§ Exercise objective: Would you restate the entries below exactly, keeping every line?

Dataset items:
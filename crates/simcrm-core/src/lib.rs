//! Core engine for simcrm: planning, scheduling, reference resolution,
//! content generation, and record execution.
//!
//! This crate holds all business logic behind trait seams: persistence
//! (`repository::SimulationRepository`), the external CRM
//! (`crm::CrmApi`), text generation (`textgen::TextGenerator`), and time
//! (`clock::Clock`) are ports implemented elsewhere.

pub mod clock;
pub mod context;
pub mod crm;
pub mod executor;
pub mod generator;
pub mod governor;
pub mod planner;
pub mod repository;
pub mod resolver;
pub mod runner;
pub mod textgen;

#[cfg(test)]
pub(crate) mod testing;
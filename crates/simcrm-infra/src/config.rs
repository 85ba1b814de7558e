//! Engine configuration loader.
//!
//! Reads `simcrm.toml` from the data directory and deserializes it into
//! [`EngineConfig`]. Falls back to defaults when the file is missing or
//! malformed.

use std::path::Path;

use simcrm_types::config::EngineConfig;

/// Load engine configuration from `{data_dir}/simcrm.toml`.
///
/// - If the file does not exist, returns [`EngineConfig::default()`].
/// - If the file exists but fails to parse, logs a warning and returns the
///   default.
/// - Otherwise returns the parsed config (missing fields defaulted).
pub async fn load_engine_config(data_dir: &Path) -> EngineConfig {
    let config_path = data_dir.join("simcrm.toml");

    let content = match tokio::fs::read_to_string(&config_path).await {
        Ok(content) => content,
        Err(err) if err.kind() == std::io::ErrorKind::NotFound => {
            tracing::debug!(
                "No simcrm.toml found at {}, using defaults",
                config_path.display()
            );
            return EngineConfig::default();
        }
        Err(err) => {
            tracing::warn!(
                "Failed to read {}: {err}, using defaults",
                config_path.display()
            );
            return EngineConfig::default();
        }
    };

    match toml::from_str::<EngineConfig>(&content) {
        Ok(config) => config,
        Err(err) => {
            tracing::warn!(
                "Failed to parse {}: {err}, using defaults",
                config_path.display()
            );
            EngineConfig::default()
        }
    }
}
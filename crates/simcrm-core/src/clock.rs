//! Injectable clock abstraction.
//!
//! Scheduling decisions (due-step selection, cache TTL, backoff shifts) all
//! go through a `Clock` so tests can advance time deterministically instead
//! of sleeping.

use chrono::{DateTime, Duration, Utc};

/// Source of the current time.
pub trait Clock: Send + Sync {
    fn now(&self) -> DateTime<Utc>;
}

/// Wall-clock implementation used in production.
#[derive(Debug, Clone, Copy, Default)]
pub struct SystemClock;

impl Clock for SystemClock {
    fn now(&self) -> DateTime<Utc> {
        Utc::now()
    }
}

/// Manually-advanced clock for tests.
#[derive(Debug)]
pub struct ManualClock {
    now: std::sync::Mutex<DateTime<Utc>>,
}

impl ManualClock {
    pub fn new(start: DateTime<Utc>) -> Self {
        Self {
            now: std::sync::Mutex::new(start),
        }
    }

    /// Move the clock forward.
    pub fn advance(&self, by: Duration) {
        let mut now = self.now.lock().unwrap();
        *now += by;
    }

    /// Set the clock to an absolute instant.
    pub fn set(&self, to: DateTime<Utc>) {
        let mut now = self.now.lock().unwrap();
        *now = to;
    }
}

impl Clock for ManualClock {
    fn now(&self) -> DateTime<Utc> {
        *self.now.lock().unwrap()
    }
}
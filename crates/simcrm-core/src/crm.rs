//! Port trait for the external CRM-style API.
//!
//! Implemented by `simcrm-infra`'s HTTP client in production and by an
//! in-memory fake in tests. All calls are made through the governor, which
//! owns concurrency limits, retries, and timeouts.

use simcrm_types::crm::{
    AssociationRequest, CrmRecord, Pipeline, PropertyDefinition, RecordPayload, SearchQuery,
};
use simcrm_types::error::CrmError;
use simcrm_types::job::RecordType;

/// The external CRM API surface the engine needs.
pub trait CrmApi: Send + Sync {
    /// Create a record and return it with its CRM-assigned id.
    fn create_record(
        &self,
        record_type: RecordType,
        payload: &RecordPayload,
    ) -> impl std::future::Future<Output = Result<CrmRecord, CrmError>> + Send;

    /// Patch an existing record.
    fn update_record(
        &self,
        record_type: RecordType,
        id: &str,
        payload: &RecordPayload,
    ) -> impl std::future::Future<Output = Result<CrmRecord, CrmError>> + Send;

    /// Exact-match search on a single property.
    fn search_records(
        &self,
        record_type: RecordType,
        query: &SearchQuery,
    ) -> impl std::future::Future<Output = Result<Vec<CrmRecord>, CrmError>> + Send;

    /// Associate two existing records.
    fn associate(
        &self,
        request: &AssociationRequest,
    ) -> impl std::future::Future<Output = Result<(), CrmError>> + Send;

    /// List the property definitions of a record type.
    fn list_properties(
        &self,
        record_type: RecordType,
    ) -> impl std::future::Future<Output = Result<Vec<PropertyDefinition>, CrmError>> + Send;

    /// Create a missing property definition.
    fn create_property(
        &self,
        record_type: RecordType,
        definition: &PropertyDefinition,
    ) -> impl std::future::Future<Output = Result<(), CrmError>> + Send;

    /// Add option values to an enumerated property.
    fn add_property_options(
        &self,
        record_type: RecordType,
        property: &str,
        options: &[String],
    ) -> impl std::future::Future<Output = Result<(), CrmError>> + Send;

    /// List deal pipelines with their stages.
    fn list_pipelines(
        &self,
    ) -> impl std::future::Future<Output = Result<Vec<Pipeline>, CrmError>> + Send;
}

§ Solution for this exercise:
filename crates/simcrm-core/src/lib.rs
//! Core engine for simcrm: planning, scheduling, reference resolution,
//! content generation, and record execution.
//!
//! This crate holds all business logic behind trait seams: persistence
//! (`repository::SimulationRepository`), the external CRM
//! (`crm::CrmApi`), text generation (`textgen::TextGenerator`), and time
//! (`clock::Clock`) are ports implemented elsewhere.

pub mod clock;
pub mod context;
pub mod crm;
pub mod executor;
pub mod generator;
pub mod governor;
pub mod planner;
pub mod repository;
pub mod resolver;
pub mod runner;
pub mod textgen;

#[cfg(test)]
pub(crate) mod testing;
filename crates/simcrm-infra/src/config.rs
repository 85ba1b814de7558e
//! Engine configuration loader.
//!
//! Reads `simcrm.toml` from the data directory and deserializes it into
//! [`EngineConfig`]. Falls back to defaults when the file is missing or
//! malformed.

use std::path::Path;

use simcrm_types::config::EngineConfig;

/// Load engine configuration from `{data_dir}/simcrm.toml`.
///
/// - If the file does not exist, returns [`EngineConfig::default()`].
/// - If the file exists but fails to parse, logs a warning and returns the
///   default.
/// - Otherwise returns the parsed config (missing fields defaulted).
pub async fn load_engine_config(data_dir: &Path) -> EngineConfig {
    let config_path = data_dir.join("simcrm.toml");

    let content = match tokio::fs::read_to_string(&config_path).await {
        Ok(content) => content,
        Err(err) if err.kind() == std::io::ErrorKind::NotFound => {
            tracing::debug!(
                "No simcrm.toml found at {}, using defaults",
                config_path.display()
            );
            return EngineConfig::default();
        }
        Err(err) => {
            tracing::warn!(
                "Failed to read {}: {err}, using defaults",
                config_path.display()
            );
            return EngineConfig::default();
        }
    };

    match toml::from_str::<EngineConfig>(&content) {
        Ok(config) => config,
        Err(err) => {
            tracing::warn!(
                "Failed to parse {}: {err}, using defaults",
                config_path.display()
            );
            EngineConfig::default()
        }
    }
}
filename crates/simcrm-core/src/clock.rs
//! Injectable clock abstraction.
//!
//! Scheduling decisions (due-step selection, cache TTL, backoff shifts) all
//! go through a `Clock` so tests can advance time deterministically instead
//! of sleeping.

use chrono::{DateTime, Duration, Utc};

/// Source of the current time.
pub trait Clock: Send + Sync {
    fn now(&self) -> DateTime<Utc>;
}

/// Wall-clock implementation used in production.
#[derive(Debug, Clone, Copy, Default)]
pub struct SystemClock;

impl Clock for SystemClock {
    fn now(&self) -> DateTime<Utc> {
        Utc::now()
    }
}

/// Manually-advanced clock for tests.
#[derive(Debug)]
pub struct ManualClock {
    now: std::sync::Mutex<DateTime<Utc>>,
}

impl ManualClock {
    pub fn new(start: DateTime<Utc>) -> Self {
        Self {
            now: std::sync::Mutex::new(start),
        }
    }

    /// Move the clock forward.
    pub fn advance(&self, by: Duration) {
        let mut now = self.now.lock().unwrap();
        *now += by;
    }

    /// Set the clock to an absolute instant.
    pub fn set(&self, to: DateTime<Utc>) {
        let mut now = self.now.lock().unwrap();
        *now = to;
    }
}

impl Clock for ManualClock {
    fn now(&self) -> DateTime<Utc> {
        *self.now.lock().unwrap()
    }
}
filename crates/simcrm-core/src/crm.rs
//! Port trait for the external CRM-style API.
//!
//! Implemented by `simcrm-infra`'s HTTP client in production and by an
//! in-memory fake in tests. All calls are made through the governor, which
//! owns concurrency limits, retries, and timeouts.

use simcrm_types::crm::{
    AssociationRequest, CrmRecord, Pipeline, PropertyDefinition, RecordPayload, SearchQuery,
};
use simcrm_types::error::CrmError;
use simcrm_types::job::RecordType;

/// The external CRM API surface the engine needs.
pub trait CrmApi: Send + Sync {
    /// Create a record and return it with its CRM-assigned id.
    fn create_record(
        &self,
        record_type: RecordType,
        payload: &RecordPayload,
    ) -> impl std::future::Future<Output = Result<CrmRecord, CrmError>> + Send;

    /// Patch an existing record.
    fn update_record(
        &self,
        record_type: RecordType,
        id: &str,
        payload: &RecordPayload,
    ) -> impl std::future::Future<Output = Result<CrmRecord, CrmError>> + Send;

    /// Exact-match search on a single property.
    fn search_records(
        &self,
        record_type: RecordType,
        query: &SearchQuery,
    ) -> impl std::future::Future<Output = Result<Vec<CrmRecord>, CrmError>> + Send;

    /// Associate two existing records.
    fn associate(
        &self,
        request: &AssociationRequest,
    ) -> impl std::future::Future<Output = Result<(), CrmError>> + Send;

    /// List the property definitions of a record type.
    fn list_properties(
        &self,
        record_type: RecordType,
    ) -> impl std::future::Future<Output = Result<Vec<PropertyDefinition>, CrmError>> + Send;

    /// Create a missing property definition.
    fn create_property(
        &self,
        record_type: RecordType,
        definition: &PropertyDefinition,
    ) -> impl std::future::Future<Output = Result<(), CrmError>> + Send;

    /// Add option values to an enumerated property.
    fn add_property_options(
        &self,
        record_type: RecordType,
        property: &str,
        options: &[String],
    ) -> impl std::future::Future<Output = Result<(), CrmError>> + Send;

    /// List deal pipelines with their stages.
    fn list_pipelines(
        &self,
    ) -> impl std::future::Future<Output = Result<Vec<Pipeline>, CrmError>> + Send;
}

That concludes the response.